Let’s make it a countdown to the best of the best. In this post, I’ll offer a review of numbers 16 through 9:

#16: Rocks Modern Grill (Savannah, GA)

A stroll along the Savannah River in the city of the same name is an invitation to whet your appetite at various eateries with names like Vic’s on the River and One-Eyed Lizzy’s. You can stop at gourmet peanut shops and buy delicacies like dill pickled flavored peanuts. You can shop for shirts and souvenirs. You can climb aboard a riverboat for an excursion. And you can watch massive cargo ships go by, towering above you. Or you can watch those same ships passing below you—as we did at Rocks Modern Grill, which offers both ground-floor seating and rooftop tables (on the ninth floor of The Bohemian Hotel). Amy tried the chopped salad, which was good, if not particularly chopped. I ordered the Rocks Charcuterie, an antipasto concoction that included prosciutto, Spanish chorizo and aged parmesan. Very tasty, but the view was the thing.

#15: Mountain House Restaurant (Boone, NC)

“Cookin’ is a necessity,” shouts the menu, “knowing how is an art!” The food was good—the epitome of comfort in the form of meatloaf, pot pie, fried okra and (my favorite) breaded tomatoes (which was more like a chunky tomato soup). And the breakfast-all-day option includes options like apple pecan pancakes and Belgian waffles. But it was the vibe that I appreciated most. We walked in, and three different employees treated us like we were returning family. They gave us samples when we were (as usual) indecisive about what to order. They asked us where we were from (was it that obvious that we’re not natives of Appalachia?). Basically, they lived up to the other tagline on the menu: “We’re not a chain, we’re the real thing.”

#14: Iguana Seafood Restaurant (St. Simons Island, GA)

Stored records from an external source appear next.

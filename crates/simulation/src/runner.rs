//! The deterministic simulation runner.

use crate::event_queue::{EventPriority, EventQueue};
use crate::{NetworkConfig, NodeIndex, SimStorage, SimulatedNetwork, HOST_NODE};
use galavote_core::{Action, AdminCommand, Event, Notification, StateMachine, TimerKind};
use galavote_host::HostStateMachine;
use galavote_messages::{decode_message, encode_message};
use galavote_types::{ConnectionId, HostState, PeerIdentity, ProgramId, VoterId, STORAGE_KEY};
use galavote_voter::{VoterConfig, VoterStateMachine};
use rand::SeedableRng;
use rand_chacha::ChaCha8Rng;
use std::collections::HashMap;
use std::time::Duration;
use tracing::warn;

/// Safety cap on events per `run_until_idle` call; a protocol bug that
/// produces an event storm fails the test instead of hanging it.
const MAX_EVENTS_PER_RUN: u64 = 100_000;

/// Configuration for a simulation run.
#[derive(Debug, Clone)]
pub struct SimulationConfig {
    /// Number of voter clients.
    pub num_voters: u32,
    /// Random seed for deterministic simulation.
    pub seed: u64,
    /// Network latency model.
    pub network: NetworkConfig,
    /// Config applied to every voter machine.
    pub voter: VoterConfig,
}

impl SimulationConfig {
    /// Create a configuration with the given number of voters.
    pub fn new(num_voters: u32) -> Self {
        Self {
            num_voters,
            seed: 12345,
            network: NetworkConfig::default(),
            voter: VoterConfig::default(),
        }
    }

    /// Set the random seed.
    pub fn with_seed(mut self, seed: u64) -> Self {
        self.seed = seed;
        self
    }

    /// Set the network latency model.
    pub fn with_network(mut self, network: NetworkConfig) -> Self {
        self.network = network;
        self
    }

    /// Set the per-voter configuration.
    pub fn with_voter(mut self, voter: VoterConfig) -> Self {
        self.voter = voter;
        self
    }
}

impl Default for SimulationConfig {
    fn default() -> Self {
        Self::new(3)
    }
}

/// Counters collected over a run.
#[derive(Debug, Clone, Copy, Default)]
pub struct SimulationStats {
    /// Events handed to state machines.
    pub events_processed: u64,
    /// Send actions executed.
    pub messages_sent: u64,
    /// Messages scheduled for delivery (sent minus dead-connection drops).
    pub messages_delivered: u64,
    /// Sends that hit a closed connection.
    pub messages_dropped: u64,
}

/// Drives one host and N voter machines over a simulated network.
///
/// Node 0 is the host; voter `i` lives at node `i + 1`. All scheduling is
/// deterministic in the seed.
pub struct SimulationRunner {
    host: HostStateMachine,
    host_identity: PeerIdentity,
    voters: Vec<VoterStateMachine>,
    queue: EventQueue,
    network: SimulatedNetwork,
    network_config: NetworkConfig,
    storage: SimStorage,
    rng: ChaCha8Rng,
    now: Duration,
    /// Expected fire time per armed timer; a popped fire that does not
    /// match was cancelled or re-armed and is dropped.
    armed_timers: HashMap<(NodeIndex, TimerKind), Duration>,
    notifications: Vec<(NodeIndex, Notification)>,
    stats: SimulationStats,
}

impl SimulationRunner {
    /// Create a runner with a fresh, empty host.
    pub fn new(config: SimulationConfig) -> Self {
        Self::with_host_state(config, HostState::new())
    }

    /// Create a runner around existing host state (e.g. restored from a
    /// stored snapshot).
    pub fn with_host_state(config: SimulationConfig, state: HostState) -> Self {
        let mut rng = ChaCha8Rng::seed_from_u64(config.seed);
        let mut network = SimulatedNetwork::new();
        let host_identity = network.acquire_identity(HOST_NODE);
        let voters = (0..config.num_voters)
            .map(|_| VoterStateMachine::new(VoterId::generate(&mut rng), config.voter.clone()))
            .collect();
        Self {
            host: HostStateMachine::with_state(state),
            host_identity,
            voters,
            queue: EventQueue::new(),
            network,
            network_config: config.network,
            storage: SimStorage::new(),
            rng,
            now: Duration::ZERO,
            armed_timers: HashMap::new(),
            notifications: Vec::new(),
            stats: SimulationStats::default(),
        }
    }

    /// The host's rendezvous identity, as a join link would carry it.
    pub fn host_identity(&self) -> &PeerIdentity {
        &self.host_identity
    }

    /// The host's canonical state.
    pub fn host_state(&self) -> &HostState {
        self.host.state()
    }

    /// The host machine.
    pub fn host(&self) -> &HostStateMachine {
        &self.host
    }

    /// Voter machine `i`.
    pub fn voter(&self, i: u32) -> &VoterStateMachine {
        &self.voters[i as usize]
    }

    /// The simulated persistence layer.
    pub fn storage(&self) -> &SimStorage {
        &self.storage
    }

    /// Counters for the run so far.
    pub fn stats(&self) -> SimulationStats {
        self.stats
    }

    /// Notifications surfaced so far, with the node that emitted each.
    pub fn notifications(&self) -> &[(NodeIndex, Notification)] {
        &self.notifications
    }

    /// Current simulated time.
    pub fn now(&self) -> Duration {
        self.now
    }

    fn voter_node(i: u32) -> NodeIndex {
        i + 1
    }

    /// Queue an administrative command at the host.
    pub fn admin(&mut self, command: AdminCommand) {
        self.queue.push(
            self.now,
            EventPriority::Local,
            HOST_NODE,
            Event::Admin(command),
        );
    }

    /// Ask voter `i` to dial the host.
    pub fn connect_voter(&mut self, i: u32) {
        let host = self.host_identity.clone();
        self.connect_voter_to(i, host);
    }

    /// Ask voter `i` to dial an arbitrary identity (for failure paths).
    pub fn connect_voter_to(&mut self, i: u32, host: PeerIdentity) {
        self.queue.push(
            self.now,
            EventPriority::Local,
            Self::voter_node(i),
            Event::ConnectRequested { host },
        );
    }

    /// Ask voter `i` to submit a vote.
    pub fn submit_vote(&mut self, i: u32, program_id: ProgramId) {
        self.queue.push(
            self.now,
            EventPriority::Local,
            Self::voter_node(i),
            Event::SubmitVote { program_id },
        );
    }

    /// Abruptly sever voter `i`'s connection, notifying both ends.
    pub fn sever_voter(&mut self, i: u32) {
        let node = Self::voter_node(i);
        let Some(conn) = self.connection_of(node) else {
            return;
        };
        self.network.close(conn);
        for target in [node, HOST_NODE] {
            self.queue.push(
                self.now,
                EventPriority::Network,
                target,
                Event::ConnectionClosed { conn },
            );
        }
    }

    fn connection_of(&self, node: NodeIndex) -> Option<ConnectionId> {
        self.network.connection_of_dialer(node)
    }

    /// The open connection dialed by voter `i`, if any.
    pub fn voter_connection(&self, i: u32) -> Option<ConnectionId> {
        self.connection_of(Self::voter_node(i))
    }

    /// Queue a raw event at a node. Test hook for edge cases a well-behaved
    /// client never produces, like wire-level vote retries.
    pub fn inject(&mut self, node: NodeIndex, event: Event) {
        self.queue.push(self.now, EventPriority::Local, node, event);
    }

    /// Process queued events until nothing is pending.
    ///
    /// # Panics
    ///
    /// Panics if the run exceeds the event-storm safety cap.
    pub fn run_until_idle(&mut self) {
        let mut processed = 0u64;
        while let Some((key, event)) = self.queue.pop() {
            processed += 1;
            assert!(
                processed <= MAX_EVENTS_PER_RUN,
                "event storm: more than {MAX_EVENTS_PER_RUN} events in one run"
            );
            self.now = self.now.max(key.time);
            if !self.accept(key.node, key.time, &event) {
                continue;
            }
            self.dispatch(key.node, event);
        }
    }

    /// Timer fires must match the armed deadline; anything else was
    /// cancelled or superseded.
    fn accept(&mut self, node: NodeIndex, time: Duration, event: &Event) -> bool {
        if let Event::TimerFired { timer } = event {
            return match self.armed_timers.get(&(node, *timer)) {
                Some(deadline) if *deadline == time => {
                    self.armed_timers.remove(&(node, *timer));
                    true
                }
                _ => false,
            };
        }
        true
    }

    fn dispatch(&mut self, node: NodeIndex, event: Event) {
        self.stats.events_processed += 1;
        let now = self.now;
        let actions = if node == HOST_NODE {
            self.host.set_time(now);
            self.host.handle(event)
        } else {
            let voter = &mut self.voters[(node - 1) as usize];
            voter.set_time(now);
            voter.handle(event)
        };
        for action in actions {
            self.apply(node, action);
        }
    }

    fn apply(&mut self, node: NodeIndex, action: Action) {
        match action {
            Action::Send { conn, message } => {
                self.stats.messages_sent += 1;
                let peer = self
                    .network
                    .is_open(conn)
                    .then(|| self.network.peer_of(conn, node))
                    .flatten();
                let Some(peer) = peer else {
                    // Dead connection: the failure surfaces back to the
                    // sender as a close, never as a blocked broadcast.
                    self.stats.messages_dropped += 1;
                    self.queue.push(
                        self.now,
                        EventPriority::Network,
                        node,
                        Event::ConnectionClosed { conn },
                    );
                    return;
                };
                // Round-trip the real codec so wire bugs surface here.
                let delivered = encode_message(&message)
                    .and_then(|bytes| decode_message(&bytes))
                    .map(|decoded| Event::from_message(conn, decoded));
                match delivered {
                    Ok(event) => {
                        self.stats.messages_delivered += 1;
                        let latency = self.network_config.sample_latency(&mut self.rng);
                        self.queue
                            .push(self.now + latency, EventPriority::Network, peer, event);
                    }
                    Err(error) => {
                        warn!(%error, "simulated send failed to round-trip the codec");
                        self.stats.messages_dropped += 1;
                    }
                }
            }
            Action::Connect { host } => match self.network.open(node, &host) {
                Some(conn) => {
                    let latency = self.network_config.sample_latency(&mut self.rng);
                    for target in [node, HOST_NODE] {
                        self.queue.push(
                            self.now + latency,
                            EventPriority::Network,
                            target,
                            Event::ConnectionOpened { conn },
                        );
                    }
                }
                None => {
                    let conn = self.network.failed_dial();
                    let latency = self.network_config.sample_latency(&mut self.rng);
                    self.queue.push(
                        self.now + latency,
                        EventPriority::Network,
                        node,
                        Event::ConnectionFailed {
                            conn,
                            reason: format!("unknown peer identity {host}"),
                        },
                    );
                }
            },
            Action::Close { conn } => {
                if let Some(peer) = self.network.peer_of(conn, node) {
                    let latency = self.network_config.sample_latency(&mut self.rng);
                    self.queue.push(
                        self.now + latency,
                        EventPriority::Network,
                        peer,
                        Event::ConnectionClosed { conn },
                    );
                }
                self.network.close(conn);
            }
            Action::SetTimer { timer, duration } => {
                let deadline = self.now + duration;
                self.armed_timers.insert((node, timer), deadline);
                self.queue.push(
                    deadline,
                    EventPriority::Timer,
                    node,
                    Event::TimerFired { timer },
                );
            }
            Action::CancelTimer { timer } => {
                self.armed_timers.remove(&(node, timer));
            }
            Action::PersistState { snapshot } => {
                self.storage.store(STORAGE_KEY, snapshot);
            }
            Action::Notify(notification) => {
                self.notifications.push((node, notification));
            }
        }
    }
}
//! Async runners for real deployments.
//!
//! The state machines in `galavote-host` and `galavote-voter` are pure and
//! synchronous; this crate supplies everything around them that touches
//! the outside world:
//!
//! - [`Transport`]: the rendezvous network abstraction, with an
//!   in-process [`ChannelTransport`] implementation,
//! - [`HostRunner`] / [`VoterRunner`]: tokio event loops feeding the
//!   machines and executing their actions,
//! - [`SnapshotStore`] / [`FileStore`]: durable host snapshots,
//! - join-link building and parsing.

pub mod host_runner;
pub mod link;
pub mod store;
pub mod transport;
pub mod voter_runner;

pub use host_runner::{HostHandle, HostRunner};
pub use link::{join_link, parse_view, ViewMode};
pub use store::{FileStore, MemoryStore, SnapshotStore, StoreError};
pub use transport::{ChannelHub, ChannelTransport, Transport, TransportError, TransportEvent};
pub use voter_runner::{VoterCommand, VoterHandle, VoterRunner};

Located in the charming village on St. Simons Island, an hour south of Savannah, this place is known for its shrimp. The waiters and hostesses tell you that the fried shrimp is what made the place famous and that they were voted “best on the island” six years in a row. Of course, my cynical reaction (kept to myself) was: Out of how many? And of course, I ordered oysters. But then Amy pushed for a shrimp combination platter, and I have to say this: It really was that good. Coconut shrimp. Buffalo shrimp. Bacon-wrapped shrimp. In fact, we agreed that the straight fried shrimp was possibly the fourth-place finisher in our taste test. Still, that’s almost a bronze medal.

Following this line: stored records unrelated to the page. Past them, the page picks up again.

//! Async driver for the voter state machine.
//!
//! Mirrors the host runner but additionally owns the connect-timeout
//! timer: the machine asks for one via `SetTimer` and the runner arms a
//! single `tokio::time::Sleep` for it.

use crate::transport::{Transport, TransportEvent};
use crate::TransportError;
use galavote_core::{Action, Event, Notification, StateMachine, TimerKind};
use galavote_messages::{decode_message, encode_message};
use galavote_types::{ConnectionId, PeerIdentity, ProgramId, VoterId};
use galavote_voter::{VoterConfig, VoterStateMachine};
use std::collections::VecDeque;
use std::pin::Pin;
use std::time::{Duration, SystemTime, UNIX_EPOCH};
use tokio::sync::mpsc;
use tokio::time::Sleep;
use tracing::{debug, warn};

const CHANNEL_CAPACITY: usize = 64;

/// Requests a voter UI can make of its runner.
#[derive(Debug, Clone)]
pub enum VoterCommand {
    /// Dial the host behind a join link's identity.
    Connect(PeerIdentity),
    /// Submit the single vote for a program.
    SubmitVote(ProgramId),
}

/// Command side of a running voter.
#[derive(Clone)]
pub struct VoterHandle {
    commands: mpsc::Sender<VoterCommand>,
}

impl VoterHandle {
    /// Dial a host. Returns `false` once the runner has shut down.
    pub async fn connect(&self, host: PeerIdentity) -> bool {
        self.commands.send(VoterCommand::Connect(host)).await.is_ok()
    }

    /// Submit a vote. Returns `false` once the runner has shut down.
    pub async fn submit_vote(&self, program_id: ProgramId) -> bool {
        self.commands
            .send(VoterCommand::SubmitVote(program_id))
            .await
            .is_ok()
    }
}

/// Owns the voter machine and its transport.
pub struct VoterRunner<T: Transport> {
    machine: VoterStateMachine,
    transport: T,
    commands: mpsc::Receiver<VoterCommand>,
    notifications: mpsc::Sender<Notification>,
    timer: Option<(TimerKind, Pin<Box<Sleep>>)>,
}

impl<T: Transport> VoterRunner<T> {
    /// Create a runner with a freshly generated instance-scoped voter id.
    pub fn new(transport: T, config: VoterConfig) -> (Self, VoterHandle, mpsc::Receiver<Notification>) {
        let voter_id = VoterId::generate(&mut rand::thread_rng());
        Self::with_voter_id(transport, config, voter_id)
    }

    /// Create a runner with an explicit voter id.
    pub fn with_voter_id(
        transport: T,
        config: VoterConfig,
        voter_id: VoterId,
    ) -> (Self, VoterHandle, mpsc::Receiver<Notification>) {
        let (command_tx, command_rx) = mpsc::channel(CHANNEL_CAPACITY);
        let (notify_tx, notify_rx) = mpsc::channel(CHANNEL_CAPACITY);
        let runner = Self {
            machine: VoterStateMachine::new(voter_id, config),
            transport,
            commands: command_rx,
            notifications: notify_tx,
            timer: None,
        };
        (runner, VoterHandle { commands: command_tx }, notify_rx)
    }

    /// Register with the rendezvous layer.
    pub async fn acquire_identity(&mut self) -> Result<PeerIdentity, TransportError> {
        self.transport.acquire_identity().await
    }

    /// Drive the voter until the transport or the command channel closes.
    pub async fn run(mut self) {
        loop {
            tokio::select! {
                command = self.commands.recv() => match command {
                    Some(command) => {
                        let event = match command {
                            VoterCommand::Connect(host) => Event::ConnectRequested { host },
                            VoterCommand::SubmitVote(program_id) => Event::SubmitVote { program_id },
                        };
                        self.step(event).await;
                    }
                    None => break,
                },
                event = self.transport.next_event() => match event {
                    Some(event) => {
                        if let Some(event) = self.translate(event) {
                            self.step(event).await;
                        }
                    }
                    None => break,
                },
                timer = fire(&mut self.timer) => {
                    self.timer = None;
                    self.step(Event::TimerFired { timer }).await;
                }
            }
        }
        debug!("voter runner stopped");
    }

    fn translate(&self, event: TransportEvent) -> Option<Event> {
        match event {
            TransportEvent::Opened { conn } | TransportEvent::Incoming { conn } => {
                Some(Event::ConnectionOpened { conn })
            }
            TransportEvent::Closed { conn } => Some(Event::ConnectionClosed { conn }),
            TransportEvent::Failed { conn, reason } => {
                Some(Event::ConnectionFailed { conn, reason })
            }
            TransportEvent::Message { conn, bytes } => match decode_message(&bytes) {
                Ok(message) => Some(Event::from_message(conn, message)),
                Err(error) => {
                    warn!(%conn, %error, "dropping undecodable message");
                    None
                }
            },
        }
    }

    async fn step(&mut self, event: Event) {
        let mut pending = VecDeque::from([event]);
        while let Some(event) = pending.pop_front() {
            self.machine.set_time(wall_clock());
            for action in self.machine.handle(event) {
                self.apply(action, &mut pending).await;
            }
        }
    }

    async fn apply(&mut self, action: Action, pending: &mut VecDeque<Event>) {
        match action {
            Action::Connect { host } => {
                if let Err(error) = self.transport.connect(&host).await {
                    // The dial never produced a handle; the placeholder id
                    // is fine because the machine has none stored yet.
                    warn!(%host, %error, "dial failed to start");
                    pending.push_back(Event::ConnectionFailed {
                        conn: ConnectionId(u64::MAX),
                        reason: error.to_string(),
                    });
                }
            }
            Action::Send { conn, message } => {
                let bytes = match encode_message(&message) {
                    Ok(bytes) => bytes,
                    Err(error) => {
                        warn!(%error, "outbound message failed to encode");
                        return;
                    }
                };
                if let Err(error) = self.transport.send(conn, bytes).await {
                    warn!(%conn, %error, "send to host failed");
                    self.transport.close(conn).await;
                    pending.push_back(Event::ConnectionClosed { conn });
                }
            }
            Action::Close { conn } => self.transport.close(conn).await,
            Action::SetTimer { timer, duration } => {
                self.timer = Some((timer, Box::pin(tokio::time::sleep(duration))));
            }
            Action::CancelTimer { timer } => {
                if matches!(&self.timer, Some((armed, _)) if *armed == timer) {
                    self.timer = None;
                }
            }
            Action::Notify(notification) => {
                let _ = self.notifications.try_send(notification);
            }
            other => {
                debug!(action = other.type_name(), "action not applicable to voter runner");
            }
        }
    }
}

/// Resolves when the armed timer fires; pends forever when none is armed.
async fn fire(timer: &mut Option<(TimerKind, Pin<Box<Sleep>>)>) -> TimerKind {
    match timer {
        Some((kind, sleep)) => {
            sleep.as_mut().await;
            *kind
        }
        None => std::future::pending().await,
    }
}

fn wall_clock() -> Duration {
    SystemTime::now()
        .duration_since(UNIX_EPOCH)
        .unwrap_or(Duration::ZERO)
}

#13: Hominy Grill (Charleston, SC)

Amy and I did a late morning television interview in Charleston, and while waiting in the green room (which are never green and rarely roomy) we chatted with some other guests. We asked them where we should go for brunch afterward. The answer: Hominy Grill. Located on the outskirts of Old Town Charleston, this is the kind of place that draws both locals who like a tasty shrimp-and-grits option and tourists who hear about it from the locals. Either way, that’s a good sign. The grits (I got them as part of my “country breakfast”) were, indeed, delicious. I have come to realize that I really, really like grits. I’m Chicago-born, California-living, but apparently a little bit country. And the other best part of the meal was the biscuit. Then again, I’ve always known I liked biscuits.

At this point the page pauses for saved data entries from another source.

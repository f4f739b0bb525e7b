//! Program catalog entries.

use crate::ProgramId;
use serde::{Deserialize, Serialize};

/// One performance in the gala program catalog.
///
/// Immutable after creation except for deletion. Owned exclusively by the
/// host; voters hold read-only copies received via `SYNC_STATE`.
#[derive(Debug, Clone, PartialEq, Eq, Serialize, Deserialize)]
#[serde(rename_all = "camelCase")]
pub struct Program {
    /// Unique id assigned by the host at creation.
    pub id: ProgramId,
    /// Display name.
    pub name: String,
    /// Performer or group.
    pub performer: String,
    /// One-line description shown to voters.
    pub description: String,
    /// Opaque asset key used by display layers to pick artwork.
    pub display_key: String,
}

/// Admin-supplied fields for a new program, before the host assigns an id.
#[derive(Debug, Clone, PartialEq, Eq)]
pub struct ProgramDraft {
    /// Display name.
    pub name: String,
    /// Performer or group.
    pub performer: String,
    /// One-line description shown to voters.
    pub description: String,
    /// Opaque asset key used by display layers to pick artwork.
    pub display_key: String,
}

impl ProgramDraft {
    /// Create a draft with the given display fields.
    pub fn new(
        name: impl Into<String>,
        performer: impl Into<String>,
        description: impl Into<String>,
        display_key: impl Into<String>,
    ) -> Self {
        Self {
            name: name.into(),
            performer: performer.into(),
            description: description.into(),
            display_key: display_key.into(),
        }
    }

    /// Materialize the draft into a program with a host-assigned id.
    pub fn into_program(self, id: ProgramId) -> Program {
        Program {
            id,
            name: self.name,
            performer: self.performer,
            description: self.description,
            display_key: self.display_key,
        }
    }
}

#[cfg(test)]
mod tests {
    use super::*;

    #[test]
    fn test_program_wire_field_names() {
        let program = ProgramDraft::new("Opening Dance", "Dance Troupe", "High energy", "img-10")
            .into_program(ProgramId::new("1"));
        let json = serde_json::to_value(&program).unwrap();
        assert_eq!(json["id"], "1");
        assert_eq!(json["displayKey"], "img-10");
        assert!(json.get("display_key").is_none());
    }
}
//! Persisted host snapshot.

use crate::{Program, VoteRecord};
use serde::{Deserialize, Serialize};

/// Fixed key under which the host snapshot is stored.
///
/// Kept stable across versions of the host process so a restart picks up
/// the previous gala's programs and votes.
pub const STORAGE_KEY: &str = "galavote_data_v1";

/// Durable host state, written after every mutating operation and loaded
/// at startup.
///
/// The voting-session flag is deliberately absent: a restarted host always
/// comes back up with voting suspended.
#[derive(Debug, Clone, Default, PartialEq, Eq, Serialize, Deserialize)]
#[serde(rename_all = "camelCase")]
pub struct PersistedState {
    /// Program catalog at save time.
    pub programs: Vec<Program>,
    /// All accepted vote records, including orphaned ones.
    pub votes: Vec<VoteRecord>,
}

#12: Sliders Seafood Grille (Neptune Beach, FL)

Neptune Beach is one of those Florida beach towns where the sands seem to go for miles and tends to be occupied by buff young men and fit young women. Visit at the peril of your self-esteem. But I know it’s a great place because it is home to a great, little independent bookstore called Bookmark. And in the two or three blocks surrounding Bookmark are a number of appealing eateries. We chose Sliders because I walked by and saw folks feasting on heaping plates of steamed oysters. And I LOVE oysters, though I prefer the raw variety. Turns out the raw oysters were okay (and cheap—just $8.95 for a dozen). The Oysters Da Vinci (baked with parmesan cheese, scallions and bacon) were a bit better. But the best dish turned out to be shrimp & grits—Mayport shrimp sautéed in a garlic wine sauce and served over homemade cheese grits. Beautifully presented and delicious.

#11: Mabry Mill Restaurant (Milepost 176, Blue Ridge Parkway)

Food sure tastes good amid a trip back in time. After a stroll along a trail that took us through rural life in Appalachia—depictions of everything from a blacksmith shop, a moonshine still, and a churning water mill to a park ranger spinning sheep’s wool—we took our seats in the restaurant on the premises. The super sweet server brought us late breakfast for less than $8 each. Amy ordered the Gristmill Sampler—three large pancakes (buckwheat, cornmeal and the delicious sweet potato version). I opted for Mabry’s Meal (buttermilk pancakes, eggs, bacon, grits). We sat next to a window where a bright red cardinal chirped us a gentle soundtrack throughout the meal. That’s a Blue Ridge breakfast.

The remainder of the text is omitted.